ASSIGNMENT – Locate the word "over" in the data below, then copy every line that holds it.

===== DATA EXTRACTS

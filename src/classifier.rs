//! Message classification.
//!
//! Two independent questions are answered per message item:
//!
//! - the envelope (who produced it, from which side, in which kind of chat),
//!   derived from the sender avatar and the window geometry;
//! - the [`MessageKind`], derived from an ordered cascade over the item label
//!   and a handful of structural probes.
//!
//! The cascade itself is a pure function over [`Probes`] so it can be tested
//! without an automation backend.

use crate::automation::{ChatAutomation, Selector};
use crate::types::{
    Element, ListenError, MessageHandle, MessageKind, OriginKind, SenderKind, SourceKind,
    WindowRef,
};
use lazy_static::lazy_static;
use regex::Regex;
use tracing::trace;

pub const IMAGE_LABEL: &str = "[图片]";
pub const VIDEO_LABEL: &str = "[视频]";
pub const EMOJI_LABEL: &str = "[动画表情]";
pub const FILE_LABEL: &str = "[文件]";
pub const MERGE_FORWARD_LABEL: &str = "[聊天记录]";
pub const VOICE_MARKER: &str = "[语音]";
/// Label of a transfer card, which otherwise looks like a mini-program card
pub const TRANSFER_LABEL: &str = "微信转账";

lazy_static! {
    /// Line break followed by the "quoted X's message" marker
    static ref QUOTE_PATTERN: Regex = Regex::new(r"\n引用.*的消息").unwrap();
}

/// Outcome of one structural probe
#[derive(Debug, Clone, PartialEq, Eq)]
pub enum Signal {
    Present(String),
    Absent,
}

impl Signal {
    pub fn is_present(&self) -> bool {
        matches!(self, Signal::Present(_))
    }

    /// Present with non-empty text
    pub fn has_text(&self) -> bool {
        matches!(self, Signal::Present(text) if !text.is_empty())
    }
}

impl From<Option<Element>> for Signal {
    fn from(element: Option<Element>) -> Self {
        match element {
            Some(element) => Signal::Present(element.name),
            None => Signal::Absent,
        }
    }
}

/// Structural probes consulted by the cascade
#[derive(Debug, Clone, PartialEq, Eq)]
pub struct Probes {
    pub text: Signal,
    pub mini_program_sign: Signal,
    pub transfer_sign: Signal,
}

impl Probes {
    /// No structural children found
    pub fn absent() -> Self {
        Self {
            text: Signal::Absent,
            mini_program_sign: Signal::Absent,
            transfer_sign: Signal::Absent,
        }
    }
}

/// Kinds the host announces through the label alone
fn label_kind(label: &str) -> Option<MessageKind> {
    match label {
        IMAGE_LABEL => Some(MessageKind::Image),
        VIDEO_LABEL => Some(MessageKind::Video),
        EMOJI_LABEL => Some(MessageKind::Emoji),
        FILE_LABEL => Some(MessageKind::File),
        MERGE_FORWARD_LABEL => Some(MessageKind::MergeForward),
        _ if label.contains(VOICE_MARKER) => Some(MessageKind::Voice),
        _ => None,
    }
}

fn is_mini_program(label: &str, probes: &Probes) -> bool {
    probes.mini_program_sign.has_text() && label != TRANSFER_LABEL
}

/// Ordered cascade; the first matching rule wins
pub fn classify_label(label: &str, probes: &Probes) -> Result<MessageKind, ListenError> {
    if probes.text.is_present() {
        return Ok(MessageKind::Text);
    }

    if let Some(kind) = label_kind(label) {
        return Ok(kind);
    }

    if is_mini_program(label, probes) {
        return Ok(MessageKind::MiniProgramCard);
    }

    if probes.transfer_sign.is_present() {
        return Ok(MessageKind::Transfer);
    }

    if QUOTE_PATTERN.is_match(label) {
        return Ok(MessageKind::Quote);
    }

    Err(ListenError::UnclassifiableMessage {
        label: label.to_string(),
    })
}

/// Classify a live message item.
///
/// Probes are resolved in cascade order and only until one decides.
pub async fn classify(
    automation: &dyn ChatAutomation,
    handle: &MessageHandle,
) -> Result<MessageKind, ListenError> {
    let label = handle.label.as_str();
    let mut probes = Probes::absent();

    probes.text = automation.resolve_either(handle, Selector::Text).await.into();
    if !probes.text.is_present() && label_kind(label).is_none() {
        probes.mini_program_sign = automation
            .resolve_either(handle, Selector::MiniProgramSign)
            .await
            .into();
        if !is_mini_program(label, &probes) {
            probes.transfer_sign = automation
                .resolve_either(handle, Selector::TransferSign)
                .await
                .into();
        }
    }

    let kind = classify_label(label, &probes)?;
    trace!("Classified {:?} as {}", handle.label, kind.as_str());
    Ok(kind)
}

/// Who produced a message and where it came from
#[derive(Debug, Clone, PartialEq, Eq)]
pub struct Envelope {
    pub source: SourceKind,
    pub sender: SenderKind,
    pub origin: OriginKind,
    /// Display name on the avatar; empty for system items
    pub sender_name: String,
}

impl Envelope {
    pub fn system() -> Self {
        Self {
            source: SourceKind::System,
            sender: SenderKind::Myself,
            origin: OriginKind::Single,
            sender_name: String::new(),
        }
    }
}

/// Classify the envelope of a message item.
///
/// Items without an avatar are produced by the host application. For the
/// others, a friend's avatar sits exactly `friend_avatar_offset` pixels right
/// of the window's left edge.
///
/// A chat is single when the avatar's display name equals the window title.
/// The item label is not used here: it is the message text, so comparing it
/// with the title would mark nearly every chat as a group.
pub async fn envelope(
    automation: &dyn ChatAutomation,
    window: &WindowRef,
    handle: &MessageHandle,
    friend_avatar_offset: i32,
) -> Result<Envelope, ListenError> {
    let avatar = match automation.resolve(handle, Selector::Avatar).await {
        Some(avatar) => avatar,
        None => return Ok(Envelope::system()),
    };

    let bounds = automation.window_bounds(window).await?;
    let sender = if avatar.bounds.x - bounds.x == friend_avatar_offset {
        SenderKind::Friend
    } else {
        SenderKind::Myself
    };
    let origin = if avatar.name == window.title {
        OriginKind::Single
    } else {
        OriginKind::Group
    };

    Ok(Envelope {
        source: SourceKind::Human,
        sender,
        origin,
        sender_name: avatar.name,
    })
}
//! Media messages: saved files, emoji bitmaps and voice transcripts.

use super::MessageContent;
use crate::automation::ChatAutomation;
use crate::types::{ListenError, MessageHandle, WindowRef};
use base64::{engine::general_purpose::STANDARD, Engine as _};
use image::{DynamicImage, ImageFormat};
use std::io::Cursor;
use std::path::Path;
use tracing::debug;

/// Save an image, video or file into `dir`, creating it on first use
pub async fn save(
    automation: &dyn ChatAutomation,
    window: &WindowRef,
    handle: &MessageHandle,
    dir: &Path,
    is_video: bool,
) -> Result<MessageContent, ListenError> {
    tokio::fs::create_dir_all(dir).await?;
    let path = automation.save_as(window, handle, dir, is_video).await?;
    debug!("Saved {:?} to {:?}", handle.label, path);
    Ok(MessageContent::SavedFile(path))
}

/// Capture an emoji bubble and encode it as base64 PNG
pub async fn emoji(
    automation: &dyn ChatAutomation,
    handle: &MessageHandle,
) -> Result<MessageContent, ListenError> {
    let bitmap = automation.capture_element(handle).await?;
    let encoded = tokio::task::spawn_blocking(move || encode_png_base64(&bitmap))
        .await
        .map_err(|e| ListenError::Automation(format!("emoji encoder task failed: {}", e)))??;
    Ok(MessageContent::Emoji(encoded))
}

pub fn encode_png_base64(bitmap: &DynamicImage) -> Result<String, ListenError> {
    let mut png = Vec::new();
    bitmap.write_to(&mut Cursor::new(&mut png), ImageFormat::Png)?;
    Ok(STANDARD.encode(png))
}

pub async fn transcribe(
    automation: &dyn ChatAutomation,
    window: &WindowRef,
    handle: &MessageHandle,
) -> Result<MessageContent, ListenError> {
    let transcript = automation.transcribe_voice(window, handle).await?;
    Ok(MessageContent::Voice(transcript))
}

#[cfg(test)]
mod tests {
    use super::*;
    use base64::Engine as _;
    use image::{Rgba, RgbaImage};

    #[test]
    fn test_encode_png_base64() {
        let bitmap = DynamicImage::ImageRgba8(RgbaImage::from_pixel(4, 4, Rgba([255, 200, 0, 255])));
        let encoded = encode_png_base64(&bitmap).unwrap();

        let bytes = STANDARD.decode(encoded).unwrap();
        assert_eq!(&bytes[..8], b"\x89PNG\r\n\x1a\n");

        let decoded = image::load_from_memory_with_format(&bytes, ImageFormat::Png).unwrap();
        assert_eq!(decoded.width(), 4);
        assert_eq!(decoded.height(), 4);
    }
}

==========

RESULT OF THIS EXERCISE –
//! - the [`MessageKind`], derived from an ordered cascade over the item label
//! The cascade itself is a pure function over [`Probes`] so it can be tested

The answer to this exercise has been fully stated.